Data items
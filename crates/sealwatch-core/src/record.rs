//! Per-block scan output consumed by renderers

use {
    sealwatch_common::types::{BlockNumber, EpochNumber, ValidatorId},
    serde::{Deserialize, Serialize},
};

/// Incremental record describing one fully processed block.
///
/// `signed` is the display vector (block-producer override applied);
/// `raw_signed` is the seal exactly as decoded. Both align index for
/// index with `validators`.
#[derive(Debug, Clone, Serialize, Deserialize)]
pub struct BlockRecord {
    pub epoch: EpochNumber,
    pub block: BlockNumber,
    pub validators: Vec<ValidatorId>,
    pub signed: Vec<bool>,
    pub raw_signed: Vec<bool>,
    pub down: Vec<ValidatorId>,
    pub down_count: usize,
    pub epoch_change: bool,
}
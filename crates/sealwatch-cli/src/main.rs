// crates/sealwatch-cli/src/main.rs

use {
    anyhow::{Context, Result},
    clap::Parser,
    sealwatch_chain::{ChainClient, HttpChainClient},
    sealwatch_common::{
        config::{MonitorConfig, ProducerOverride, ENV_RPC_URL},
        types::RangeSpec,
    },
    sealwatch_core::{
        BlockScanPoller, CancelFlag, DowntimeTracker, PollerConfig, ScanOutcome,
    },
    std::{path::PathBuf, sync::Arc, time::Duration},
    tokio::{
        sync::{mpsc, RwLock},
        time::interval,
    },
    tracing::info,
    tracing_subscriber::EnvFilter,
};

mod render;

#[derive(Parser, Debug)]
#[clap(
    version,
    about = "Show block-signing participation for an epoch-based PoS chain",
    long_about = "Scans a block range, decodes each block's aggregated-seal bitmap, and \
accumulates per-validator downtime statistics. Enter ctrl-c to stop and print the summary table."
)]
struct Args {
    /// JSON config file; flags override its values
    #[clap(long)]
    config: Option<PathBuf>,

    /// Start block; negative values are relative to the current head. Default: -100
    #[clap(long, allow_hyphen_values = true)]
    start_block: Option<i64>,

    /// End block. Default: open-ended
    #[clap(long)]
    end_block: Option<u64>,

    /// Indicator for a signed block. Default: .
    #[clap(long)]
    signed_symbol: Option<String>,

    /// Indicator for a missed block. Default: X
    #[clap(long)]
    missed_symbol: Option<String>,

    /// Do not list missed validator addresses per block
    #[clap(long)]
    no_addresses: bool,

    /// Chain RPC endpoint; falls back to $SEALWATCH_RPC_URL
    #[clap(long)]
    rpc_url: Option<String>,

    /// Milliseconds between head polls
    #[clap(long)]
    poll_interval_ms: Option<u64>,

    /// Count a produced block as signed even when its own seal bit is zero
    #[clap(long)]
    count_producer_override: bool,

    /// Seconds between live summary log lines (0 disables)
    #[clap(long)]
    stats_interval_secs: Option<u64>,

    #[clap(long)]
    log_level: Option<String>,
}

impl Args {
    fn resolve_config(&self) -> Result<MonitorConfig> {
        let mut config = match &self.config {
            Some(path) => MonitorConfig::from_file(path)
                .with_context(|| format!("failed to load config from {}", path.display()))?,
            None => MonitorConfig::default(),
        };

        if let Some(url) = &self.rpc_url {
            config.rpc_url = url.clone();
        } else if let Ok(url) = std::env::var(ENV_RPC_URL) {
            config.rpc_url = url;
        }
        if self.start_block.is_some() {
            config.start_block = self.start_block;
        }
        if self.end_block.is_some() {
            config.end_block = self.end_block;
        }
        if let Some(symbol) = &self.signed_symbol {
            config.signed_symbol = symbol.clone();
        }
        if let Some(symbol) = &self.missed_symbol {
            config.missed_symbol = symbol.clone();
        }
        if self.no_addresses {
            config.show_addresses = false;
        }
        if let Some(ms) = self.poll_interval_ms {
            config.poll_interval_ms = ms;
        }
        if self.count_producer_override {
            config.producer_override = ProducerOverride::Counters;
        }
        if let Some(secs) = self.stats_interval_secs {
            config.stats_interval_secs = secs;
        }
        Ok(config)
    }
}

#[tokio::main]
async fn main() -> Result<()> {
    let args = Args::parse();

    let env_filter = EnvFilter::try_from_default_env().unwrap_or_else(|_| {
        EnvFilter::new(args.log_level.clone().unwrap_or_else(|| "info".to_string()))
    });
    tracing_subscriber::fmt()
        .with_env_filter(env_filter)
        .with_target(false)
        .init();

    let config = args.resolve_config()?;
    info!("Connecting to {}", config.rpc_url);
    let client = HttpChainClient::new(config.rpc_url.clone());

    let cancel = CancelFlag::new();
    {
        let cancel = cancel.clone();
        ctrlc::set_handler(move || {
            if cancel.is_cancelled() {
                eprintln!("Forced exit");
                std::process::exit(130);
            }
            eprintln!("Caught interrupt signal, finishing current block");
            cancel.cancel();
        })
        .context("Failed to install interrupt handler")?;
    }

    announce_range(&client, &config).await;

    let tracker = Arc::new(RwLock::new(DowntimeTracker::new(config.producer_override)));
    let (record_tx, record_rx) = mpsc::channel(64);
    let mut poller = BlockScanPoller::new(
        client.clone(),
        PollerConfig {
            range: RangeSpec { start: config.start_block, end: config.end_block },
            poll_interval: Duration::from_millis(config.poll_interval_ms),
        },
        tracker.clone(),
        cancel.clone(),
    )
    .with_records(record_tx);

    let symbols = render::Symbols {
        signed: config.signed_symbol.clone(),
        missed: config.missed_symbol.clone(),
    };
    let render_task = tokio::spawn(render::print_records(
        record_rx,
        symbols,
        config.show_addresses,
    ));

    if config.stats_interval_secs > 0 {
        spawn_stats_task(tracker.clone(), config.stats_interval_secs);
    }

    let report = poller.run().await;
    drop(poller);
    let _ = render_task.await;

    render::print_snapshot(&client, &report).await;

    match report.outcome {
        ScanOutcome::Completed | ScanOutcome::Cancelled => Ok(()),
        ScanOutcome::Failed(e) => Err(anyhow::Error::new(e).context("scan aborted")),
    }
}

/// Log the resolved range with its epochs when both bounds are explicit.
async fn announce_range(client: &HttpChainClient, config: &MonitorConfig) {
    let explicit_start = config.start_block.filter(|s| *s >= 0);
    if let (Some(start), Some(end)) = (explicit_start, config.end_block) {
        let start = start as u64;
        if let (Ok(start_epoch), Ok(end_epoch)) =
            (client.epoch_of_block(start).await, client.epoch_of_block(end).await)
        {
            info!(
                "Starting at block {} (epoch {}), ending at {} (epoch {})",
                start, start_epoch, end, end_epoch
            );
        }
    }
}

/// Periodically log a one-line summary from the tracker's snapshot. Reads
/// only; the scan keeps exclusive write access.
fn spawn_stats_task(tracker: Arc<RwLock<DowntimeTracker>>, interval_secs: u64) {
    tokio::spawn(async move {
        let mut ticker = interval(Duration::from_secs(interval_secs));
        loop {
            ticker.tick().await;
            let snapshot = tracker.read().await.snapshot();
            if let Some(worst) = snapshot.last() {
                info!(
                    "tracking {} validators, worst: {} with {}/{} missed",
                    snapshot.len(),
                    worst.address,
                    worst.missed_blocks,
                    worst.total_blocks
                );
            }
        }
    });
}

...

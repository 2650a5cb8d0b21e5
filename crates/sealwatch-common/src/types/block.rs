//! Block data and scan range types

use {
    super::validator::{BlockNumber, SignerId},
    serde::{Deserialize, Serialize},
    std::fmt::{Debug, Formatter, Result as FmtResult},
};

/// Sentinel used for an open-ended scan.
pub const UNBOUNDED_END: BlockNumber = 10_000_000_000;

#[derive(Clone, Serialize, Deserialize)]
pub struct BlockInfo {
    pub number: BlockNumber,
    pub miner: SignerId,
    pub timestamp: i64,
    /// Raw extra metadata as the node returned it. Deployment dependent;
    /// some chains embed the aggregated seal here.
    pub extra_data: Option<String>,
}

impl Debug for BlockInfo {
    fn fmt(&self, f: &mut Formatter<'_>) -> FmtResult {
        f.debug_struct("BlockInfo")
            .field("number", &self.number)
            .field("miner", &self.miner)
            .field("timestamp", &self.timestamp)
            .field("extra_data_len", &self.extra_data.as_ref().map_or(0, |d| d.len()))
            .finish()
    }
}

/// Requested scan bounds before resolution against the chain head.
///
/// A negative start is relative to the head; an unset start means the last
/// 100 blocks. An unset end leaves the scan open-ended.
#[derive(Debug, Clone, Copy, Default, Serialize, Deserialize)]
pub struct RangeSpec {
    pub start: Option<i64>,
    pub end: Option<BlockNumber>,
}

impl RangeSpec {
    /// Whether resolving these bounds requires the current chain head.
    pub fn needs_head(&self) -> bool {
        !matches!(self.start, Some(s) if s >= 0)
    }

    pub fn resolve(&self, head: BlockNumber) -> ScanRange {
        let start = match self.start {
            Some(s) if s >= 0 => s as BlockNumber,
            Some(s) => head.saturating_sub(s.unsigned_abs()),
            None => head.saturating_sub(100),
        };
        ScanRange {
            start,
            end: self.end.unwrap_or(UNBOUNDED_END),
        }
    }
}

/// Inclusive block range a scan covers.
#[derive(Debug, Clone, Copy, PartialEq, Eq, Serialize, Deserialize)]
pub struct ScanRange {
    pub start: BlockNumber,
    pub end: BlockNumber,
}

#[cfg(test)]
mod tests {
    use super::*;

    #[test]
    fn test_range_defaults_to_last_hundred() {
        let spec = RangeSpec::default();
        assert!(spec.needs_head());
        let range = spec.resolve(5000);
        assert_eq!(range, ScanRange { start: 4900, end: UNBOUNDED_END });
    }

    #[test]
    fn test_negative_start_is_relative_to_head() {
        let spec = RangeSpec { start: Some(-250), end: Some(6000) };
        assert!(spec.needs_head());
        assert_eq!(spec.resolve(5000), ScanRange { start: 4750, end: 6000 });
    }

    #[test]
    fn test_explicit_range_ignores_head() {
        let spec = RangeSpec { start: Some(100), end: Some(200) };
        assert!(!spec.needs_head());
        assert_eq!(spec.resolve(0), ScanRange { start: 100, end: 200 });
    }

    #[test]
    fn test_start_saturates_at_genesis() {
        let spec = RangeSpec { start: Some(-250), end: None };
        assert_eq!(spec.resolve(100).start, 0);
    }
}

--- EXERCISE AIM ---
From the data above, copy each line with the string "move" in it.

--- RESULT OF THIS EXERCISE ---
        ctrlc::set_handler(move || {
    tokio::spawn(async move {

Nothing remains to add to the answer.